登录查看更多内容

Breaking Down the Cognitive Systems & Tooling of LLMs (Part 3.5): Advanced Concepts of Function Calling

Alozie Igbokwe

Building AI Voicebots | AI Engineer

发布日期: 2024年11月30日

In our previous article, “Breaking Down the Cognitive Systems & Tooling of LLMs (Part 3): Basics of Function Calling,” we introduced the basic concept of function calling in AI systems, explaining how function calling works at a high level.

Now, we’re taking things a step further to explore the advanced technical mechanics behind function calling — how it really works.

This article will unravel the deeper layers of function calling like examining the role of schemas and techniques like token-level guidance, fine tuning & etc in ensuring structured outputs needed for function calling.

We’ll also discuss how function calls are orchestrated in real-world implementations.

Overview of Function Calling

Function calling enables AI models like OpenAI’s models to dynamically interact with external systems by generating structured outputs, such as JSON. These outputs provide the necessary parameters for APIs or functions, allowing the system to fetch or process data. The results are then integrated back into the conversation to generate accurate & in-context responses, maintaining context and flow.

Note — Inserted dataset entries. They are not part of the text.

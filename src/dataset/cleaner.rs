use tracing::{debug, info, warn};

use crate::dataset::errors::SchemaError;
use crate::dataset::raw::RawTable;
use crate::extractor::{
    Column, ListingRecord, ListingTable, normalize_address, normalize_price, normalize_text,
};

/// Bookkeeping columns the generic crawler adds to every export.
pub const TECHNICAL_COLUMNS: &[&str] = &[
    "pagination",
    "_follow",
    "_followSelectorId",
    "web_scraper_order",
    "web_scraper_start_url",
];

/// Header keywords per canonical field, matched as lowercase substrings.
const SYNONYMS: &[(Column, &[&str])] = &[
    (Column::Price, &["price", "prix"]),
    (Column::Address, &["address", "adresse", "location"]),
    (Column::Title, &["title", "titre"]),
    (Column::ImageLink, &["image"]),
];

/// Canonical field for a raw header, if any. A header that hits keywords of
/// more than one field is rejected rather than guessed.
pub fn match_column(header: &str) -> Result<Option<Column>, SchemaError> {
    let lowered = header.to_lowercase();
    let candidates: Vec<Column> = SYNONYMS
        .iter()
        .filter(|(_, keywords)| keywords.iter().any(|k| lowered.contains(k)))
        .map(|(column, _)| *column)
        .collect();

    match candidates.as_slice() {
        [] => Ok(None),
        [column] => Ok(Some(*column)),
        _ => Err(SchemaError::AmbiguousColumn {
            column: header.to_string(),
            candidates,
        }),
    }
}

/// Source column index for each canonical field found in the headers.
fn plan_columns(headers: &[String]) -> Result<Vec<(Column, usize)>, SchemaError> {
    let mut plan: Vec<(Column, usize)> = Vec::new();

    for (index, header) in headers.iter().enumerate() {
        if TECHNICAL_COLUMNS.contains(&header.as_str()) {
            continue;
        }
        let Some(column) = match_column(header)? else {
            debug!(header = %header, "ignoring unrecognized column");
            continue;
        };
        // First header for a field wins; link selectors export `title` next to `title-href`.
        if let Some(&(_, first)) = plan.iter().find(|(c, _)| *c == column) {
            warn!(
                header = %header,
                kept = %headers[first],
                column = %column,
                "ignoring second column for field"
            );
            continue;
        }
        plan.push((column, index));
    }

    plan.sort();
    Ok(plan)
}

fn apply(record: &mut ListingRecord, column: Column, raw: Option<&str>) {
    match column {
        Column::Price => record.price = normalize_price(raw),
        Column::Address => record.address = normalize_address(raw),
        Column::Title => record.title = normalize_text(raw),
        Column::ImageLink => record.image_link = normalize_text(raw),
        Column::AdUrl => record.ad_url = normalize_text(raw),
    }
}

/// Turn a raw export with an arbitrary header set into a listing table.
///
/// Only canonical columns that can be derived from the headers appear in the
/// result. Rows with nothing left after normalization and exact duplicates
/// are dropped; the first copy of a duplicate is kept.
pub fn clean_raw(raw: &RawTable) -> Result<ListingTable, SchemaError> {
    let plan = plan_columns(raw.headers())?;

    let records = raw
        .rows()
        .iter()
        .map(|row| {
            let mut record = ListingRecord::default();
            for &(column, index) in &plan {
                apply(&mut record, column, row.get(index).and_then(Option::as_deref));
            }
            record
        })
        .collect();

    let mut table = ListingTable::with_records(plan.iter().map(|&(c, _)| c), records);
    let blank = table.retain_non_blank();
    let duplicates = table.dedup_exact();

    info!(
        rows_in = raw.len(),
        rows_out = table.len(),
        blank,
        duplicates,
        columns = ?table.columns(),
        "raw export cleaned"
    );
    Ok(table)
}

#[cfg(test)]
mod tests {
    use super::*;

    fn raw(headers: &[&str], rows: &[&[&str]]) -> RawTable {
        RawTable::new(
            headers.iter().map(|h| h.to_string()).collect(),
            rows.iter()
                .map(|row| {
                    row.iter()
                        .map(|c| (!c.is_empty()).then(|| c.to_string()))
                        .collect()
                })
                .collect(),
        )
    }

    #[test]
    fn headers_map_by_keyword() {
        assert_eq!(match_column("Price").unwrap(), Some(Column::Price));
        assert_eq!(match_column("prix_annonce").unwrap(), Some(Column::Price));
        assert_eq!(match_column("Location").unwrap(), Some(Column::Address));
        assert_eq!(match_column("TITRE").unwrap(), Some(Column::Title));
        assert_eq!(match_column("image-src").unwrap(), Some(Column::ImageLink));
        assert_eq!(match_column("vendeur").unwrap(), None);
    }

    #[test]
    fn canonical_headers_map_to_themselves() {
        for column in [Column::Price, Column::Address, Column::Title, Column::ImageLink] {
            assert_eq!(match_column(column.name()).unwrap(), Some(column));
        }
    }

    #[test]
    fn header_matching_two_fields_is_rejected() {
        assert!(matches!(
            match_column("price_location"),
            Err(SchemaError::AmbiguousColumn { ref candidates, .. })
                if candidates == &[Column::Price, Column::Address]
        ));
    }

    #[test]
    fn first_header_for_a_field_wins() {
        let table = raw(
            &["web_scraper_order", "title", "title-href", "price"],
            &[
                &["1-1", "Chemise en lin", "https://sn.coinafrique.com/annonce/x/1", "5 000 CFA"],
                &["1-2", "Jean slim", "https://sn.coinafrique.com/annonce/x/2", ""],
            ],
        );
        let cleaned = clean_raw(&table).unwrap();

        assert_eq!(cleaned.columns(), &[Column::Price, Column::Title]);
        let titles: Vec<_> = cleaned.records().iter().map(|r| r.title.as_deref()).collect();
        assert_eq!(titles, vec![Some("Chemise en lin"), Some("Jean slim")]);
        assert_eq!(cleaned.records()[0].price, Some(5000));
    }

    #[test]
    fn price_only_export_keeps_only_price() {
        let table = raw(&["Price", "vendeur"], &[&["10 000 CFA", "Awa"], &["2 500 CFA", "Moussa"]]);
        let cleaned = clean_raw(&table).unwrap();
        assert_eq!(cleaned.columns(), &[Column::Price]);
        let prices: Vec<_> = cleaned.records().iter().map(|r| r.price).collect();
        assert_eq!(prices, vec![Some(10000), Some(2500)]);
    }

    #[test]
    fn no_recognizable_columns_is_empty_not_error() {
        let table = raw(&["vendeur", "telephone"], &[&["Awa", "77 000 00 00"]]);
        let cleaned = clean_raw(&table).unwrap();
        assert!(cleaned.columns().is_empty());
        assert!(cleaned.is_empty());
    }

    #[test]
    fn technical_columns_are_ignored() {
        let table = raw(
            &["web_scraper_order", "web_scraper_start_url", "pagination", "title"],
            &[&["1-1", "https://sn.coinafrique.com/categorie/x", "2", "Chemise"]],
        );
        let cleaned = clean_raw(&table).unwrap();
        assert_eq!(cleaned.columns(), &[Column::Title]);
        assert_eq!(cleaned.records()[0].title.as_deref(), Some("Chemise"));
    }

    #[test]
    fn normalizes_drops_blank_and_duplicate_rows() {
        let table = raw(
            &["Title", "Price", "Location", "image-src"],
            &[
                &["Basket  Nike", "25 000 CFA", "location_on Dakar ,Sénégal", "https://img/1.jpg"],
                &["", "Prix sur demande", "  ", ""],
                &["Basket Nike", "25000 CFA", "Dakar, Sénégal", " https://img/1.jpg "],
                &["Sandales", "", "Thiès", ""],
            ],
        );
        let cleaned = clean_raw(&table).unwrap();

        assert_eq!(
            cleaned.columns(),
            &[Column::Price, Column::Address, Column::ImageLink, Column::Title]
        );
        assert_eq!(
            cleaned.records(),
            &[
                ListingRecord {
                    price: Some(25000),
                    address: Some("Dakar, Sénégal".into()),
                    image_link: Some("https://img/1.jpg".into()),
                    ad_url: None,
                    title: Some("Basket Nike".into()),
                },
                ListingRecord {
                    price: None,
                    address: Some("Thiès".into()),
                    image_link: None,
                    ad_url: None,
                    title: Some("Sandales".into()),
                },
            ]
        );
    }
}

Example: Weather Assistant

Here’s a more detailed breakdown of how function outputs are incorporated into the AI’s conversation flow:

Step 1: User Input

The user asks:


“What’s the weather like in Paris?”

Step 2: Model Generates Structured Parameters

The AI uses a predefined schema to generate only the required parameters for the API:

{
    "location": "Paris",
    "unit": "celsius"
}

Step 3: API Call

The application takes these parameters and calls the weather API:

def get_weather(location, unit):
    response = requests.get(
        "https://weatherapi.example.com/current",
        params={"location": location, "unit": unit}
    )
    return response.json()

The parameters are passed directly:

api_response = get_weather(location="Paris", unit="celsius")

Step 4: API Response

The API returns the weather data:

{
    "temperature": 18,
    "condition": "sunny"
}

Step 5: Integrating the Output

The application injects the API response into the conversation by appending it to the previous user input :

Messages History Update:

[
    {"role": "user", "content": "What’s the weather like in Paris?"},
    {"role": "tool", "content": "{\"temperature\": 18, \"condition\": \"sunny\"}"}
]

Step 6: Generating the Final Response

The AI takes the updated message context and generates a user-friendly reply: “The weather in Paris is 18°C and sunny.”

Key Points

Parameter Isolation: The AI only generates the parameters required for the API, ensuring the output is clean and easily usable.
Dynamic Injection: The function output is directly appended to the conversation.
Flexibility: This approach can be adapted to any structured API or function, making it highly versatile for real-world applications like booking systems, financial tools, or customer support.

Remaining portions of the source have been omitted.